Hood falls into Sugar’s arms and the men get into Lucas’ police vehicle. Sugar is a little pissed off because Hood cost him the referee fees that were coming his way. That’s when Hood pulls out Sanchez’s gold watch and gives it to the older man(a retired boxer himself). A rock song ratchets up as Sugar drives the two men out of there. Normal shows this would end it all but no, this isn’t over yet. My favorite moment of the episode is still to come.

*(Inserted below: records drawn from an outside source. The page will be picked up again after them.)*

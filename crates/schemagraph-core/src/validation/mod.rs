//! Instance validation and the structured result model
//!
//! Copyright (c) 2025 Specado Team
//! Licensed under the Apache-2.0 license

pub mod context;
pub mod equality;
pub mod result;
pub mod validator;

pub use context::JsonContext;
pub use result::{ErrorDetails, ErrorKind, ResultError, ValidationResult};
pub use validator::Validator;
//! Logging utilities for the schemagraph CLI
//!
//! This module provides:
//! - Session ID generation and tracking
//! - Performance timing spans
//! - Structured logging setup on stderr, so stdout carries only results
//! - Multiple output formats (compact, full, JSON)

use crate::config::LoggingSettings;
use crate::error::{CliError, Result};
use is_terminal::IsTerminal;
use serde::{Deserialize, Serialize};
use std::sync::OnceLock;
use tracing::{field, Span};
use tracing_subscriber::EnvFilter;
use uuid::Uuid;

/// Global session ID for this invocation
static SESSION_ID: OnceLock<String> = OnceLock::new();

/// Logging configuration
#[derive(Debug, Clone, PartialEq)]
pub struct LoggingConfig {
    /// Log level filter
    pub level: String,
    /// Output format: compact, full, json
    pub format: LogFormat,
    /// Include thread IDs
    pub thread_ids: bool,
    /// Include file and line numbers
    pub source_location: bool,
}

/// Log output format
#[derive(Debug, Clone, Copy, Serialize, Deserialize, PartialEq, Eq)]
#[serde(rename_all = "lowercase")]
pub enum LogFormat {
    /// Compact format for everyday use
    Compact,
    /// Full format with all details
    Full,
    /// JSON structured format
    Json,
}

impl LogFormat {
    fn parse(name: &str) -> Option<Self> {
        match name.to_lowercase().as_str() {
            "compact" => Some(LogFormat::Compact),
            "full" => Some(LogFormat::Full),
            "json" => Some(LogFormat::Json),
            _ => None,
        }
    }
}

impl Default for LoggingConfig {
    fn default() -> Self {
        Self {
            level: "warn".to_string(),
            format: LogFormat::Compact,
            thread_ids: false,
            source_location: false,
        }
    }
}

impl LoggingConfig {
    /// Create logging config from verbosity level
    pub fn from_verbosity(verbosity: u8) -> Self {
        let mut config = Self::default();

        match verbosity {
            0 => {}
            1 => {
                config.level = "info".to_string();
            }
            2 => {
                config.level = "debug".to_string();
                config.source_location = true;
            }
            _ => {
                config.level = "trace".to_string();
                config.format = LogFormat::Full;
                config.source_location = true;
                config.thread_ids = true;
            }
        }

        config
    }

    /// Combine `-v` flags with the config file; a flag beats the file level
    pub fn from_settings(verbosity: u8, settings: &LoggingSettings) -> Self {
        let mut config = Self::from_verbosity(verbosity);
        if verbosity == 0 {
            if let Some(level) = &settings.level {
                config.level = level.clone();
            }
        }
        if let Some(format) = settings.format {
            config.format = format;
        }
        config
    }

    /// Apply environment overrides
    pub fn merge_with_env(&mut self) {
        // RUST_LOG takes precedence
        if let Ok(rust_log) = std::env::var("RUST_LOG") {
            self.level = rust_log;
        }

        if let Ok(format) = std::env::var("SCHEMAGRAPH_LOG_FORMAT") {
            match LogFormat::parse(&format) {
                Some(format) => self.format = format,
                None => eprintln!("Warning: Invalid log format: {}, using default", format),
            }
        }
    }
}

/// Initialize the global logging system
pub fn init_logging(config: LoggingConfig) -> Result<()> {
    let env_filter = EnvFilter::try_new(&config.level)
        .map_err(|e| CliError::config(format!("Invalid log level '{}': {}", config.level, e)))?;
    let ansi = std::io::stderr().is_terminal();

    // Each format produces a different subscriber type
    let installed = match config.format {
        LogFormat::Compact => {
            let subscriber = tracing_subscriber::fmt()
                .with_env_filter(env_filter)
                .with_writer(std::io::stderr)
                .with_target(true)
                .with_ansi(ansi)
                .with_thread_ids(config.thread_ids)
                .with_file(config.source_location)
                .with_line_number(config.source_location)
                .compact()
                .finish();
            tracing::subscriber::set_global_default(subscriber)
        }
        LogFormat::Json => {
            let subscriber = tracing_subscriber::fmt()
                .with_env_filter(env_filter)
                .with_writer(std::io::stderr)
                .with_target(true)
                .with_ansi(false)
                .with_thread_ids(config.thread_ids)
                .with_file(config.source_location)
                .with_line_number(config.source_location)
                .json()
                .finish();
            tracing::subscriber::set_global_default(subscriber)
        }
        LogFormat::Full => {
            let subscriber = tracing_subscriber::fmt()
                .with_env_filter(env_filter)
                .with_writer(std::io::stderr)
                .with_target(true)
                .with_ansi(ansi)
                .with_thread_ids(config.thread_ids)
                .with_file(config.source_location)
                .with_line_number(config.source_location)
                .finish();
            tracing::subscriber::set_global_default(subscriber)
        }
    };
    installed.map_err(|e| CliError::other(format!("Failed to initialize logging: {}", e)))?;

    let session_id = generate_session_id();
    SESSION_ID
        .set(session_id.clone())
        .map_err(|_| CliError::other("Session ID was already set"))?;

    tracing::debug!(
        session_id = %session_id,
        config = ?config,
        "Logging system initialized"
    );

    Ok(())
}

/// Generate a unique ID for this session
pub fn generate_session_id() -> String {
    format!("sess_{}", Uuid::new_v4().simple())
}

/// Get the current session ID
pub fn current_session_id() -> Option<&'static str> {
    SESSION_ID.get().map(|s| s.as_str())
}

/// Create a span with session ID and timing
pub fn create_operation_span(operation: &str, details: Option<&str>) -> Span {
    tracing::info_span!(
        "operation",
        operation = operation,
        session_id = current_session_id().unwrap_or("unknown"),
        details = details.unwrap_or(""),
        duration_ms = field::Empty,
    )
}

/// Performance timing utilities
pub mod timing {
    use std::time::{Duration, Instant};
    use tracing::Span;

    /// A timer that logs its duration when finished or dropped
    pub struct Timer {
        start: Instant,
        span: Span,
        operation: String,
        finished: bool,
    }

    impl Timer {
        pub fn new(operation: &str) -> Self {
            Self::start(operation, None)
        }

        pub fn with_details(operation: &str, details: &str) -> Self {
            Self::start(operation, Some(details))
        }

        fn start(operation: &str, details: Option<&str>) -> Self {
            Self {
                start: Instant::now(),
                span: super::create_operation_span(operation, details),
                operation: operation.to_string(),
                finished: false,
            }
        }

        /// Get elapsed time without finishing the timer
        pub fn elapsed(&self) -> Duration {
            self.start.elapsed()
        }

        /// Finish the timer and log the duration at info level
        pub fn finish(mut self) -> Duration {
            let duration = self.record();
            self.finished = true;
            tracing::info!(
                operation = %self.operation,
                duration_ms = duration.as_millis() as u64,
                "Operation completed"
            );
            duration
        }

        fn record(&self) -> Duration {
            let duration = self.start.elapsed();
            self.span.record("duration_ms", duration.as_millis() as u64);
            duration
        }
    }

    impl Drop for Timer {
        fn drop(&mut self) {
            if self.finished {
                return;
            }
            let duration = self.record();
            tracing::debug!(
                operation = %self.operation,
                duration_ms = duration.as_millis() as u64,
                "Operation completed (auto-timed)"
            );
        }
    }
}

#[cfg(test)]
mod tests {
    use super::*;

    #[test]
    fn test_logging_config_from_verbosity() {
        let config = LoggingConfig::from_verbosity(0);
        assert_eq!(config.level, "warn");
        assert!(!config.source_location);

        let config = LoggingConfig::from_verbosity(2);
        assert_eq!(config.level, "debug");
        assert!(config.source_location);

        let config = LoggingConfig::from_verbosity(3);
        assert_eq!(config.level, "trace");
        assert_eq!(config.format, LogFormat::Full);
        assert!(config.thread_ids);
    }

    #[test]
    fn test_settings_yield_to_flags() {
        let settings = LoggingSettings {
            level: Some("debug".to_string()),
            format: Some(LogFormat::Json),
        };

        let config = LoggingConfig::from_settings(0, &settings);
        assert_eq!(config.level, "debug");
        assert_eq!(config.format, LogFormat::Json);

        let config = LoggingConfig::from_settings(3, &settings);
        assert_eq!(config.level, "trace");
        assert_eq!(config.format, LogFormat::Json);
    }

    #[test]
    fn test_log_format_names() {
        assert_eq!(LogFormat::parse("JSON"), Some(LogFormat::Json));
        assert_eq!(LogFormat::parse("compact"), Some(LogFormat::Compact));
        assert_eq!(LogFormat::parse("pretty"), None);
    }

    #[test]
    fn test_session_ids_are_unique() {
        let first = generate_session_id();
        assert!(first.starts_with("sess_"));
        assert_ne!(first, generate_session_id());
    }

    #[test]
    fn test_timer_without_subscriber() {
        let timer = timing::Timer::with_details("compile", "schema.json");
        let elapsed = timer.elapsed();
        assert!(timer.finish() >= elapsed);
    }
}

Back at the bar, Proctor drives up and gets out of his car, walking towards the bar. Limping, bruised and swollen, Lucas walks out towards Kai. Proctor tells Lucas they are similar in a way, and Hood rejects that notion immediately. Kai says he’ll show him how soon enough. This is when Hood comes closer and tells Proctor, “Show me. Right now.” After the brutal beating he took in dispatching Sanchez, this guy STILL wants to fight. One eye swollen, a few(or eight) broken ribs, and a bloodied face, Hood is ready to fight Proctor. Kai declines, saying he still has faith in him yet. This was the moment the two men were cast against each other, and it wasn’t as mere protagonist and antagonist. More like pro-antagonist and anti-protagonist(thank you for that Geno Segers). An unstoppable force meeting an immovable object. This set up the show and o.
That was until Friday’s Season 3 finale saw the two men in different positions. Hood was no longer sheriff, and Kai grew a smile on his face thinking of the possibility of the two men working together. That’s how Banshee floors the shit out of you. Kicks your comfy chair side to side. It lets you recognize the idea of a normalcy or something typical of TV shows, and then throws you from the seat and smashes the chair to bits, laughing with a finish that says, “Try Again.”
Meet The New Boss hooked me and I’ve been a fool for this show ever since. All I can do is think of different ways to write about the hypnotic Shakespearian pulp pleasure that never lets me go.
Do your life a favor and watch this show. Get Cinemax. Make a new friend in your neighborhood. Paint your body like Chayton and start doing his Kinaho chant up and down the street. Do something. Watch this show right now. Binge it. Grow a Brock beard. Get personal with your couch. Give Banshee a shot and you won’t be disappointed. I’ve yet to hear from a person I told to watch the show that it was a mistake, that their time was wasted.
You may not fall as hard as I did for it but you will be entertained. Isn’t that the general purpose of watching television?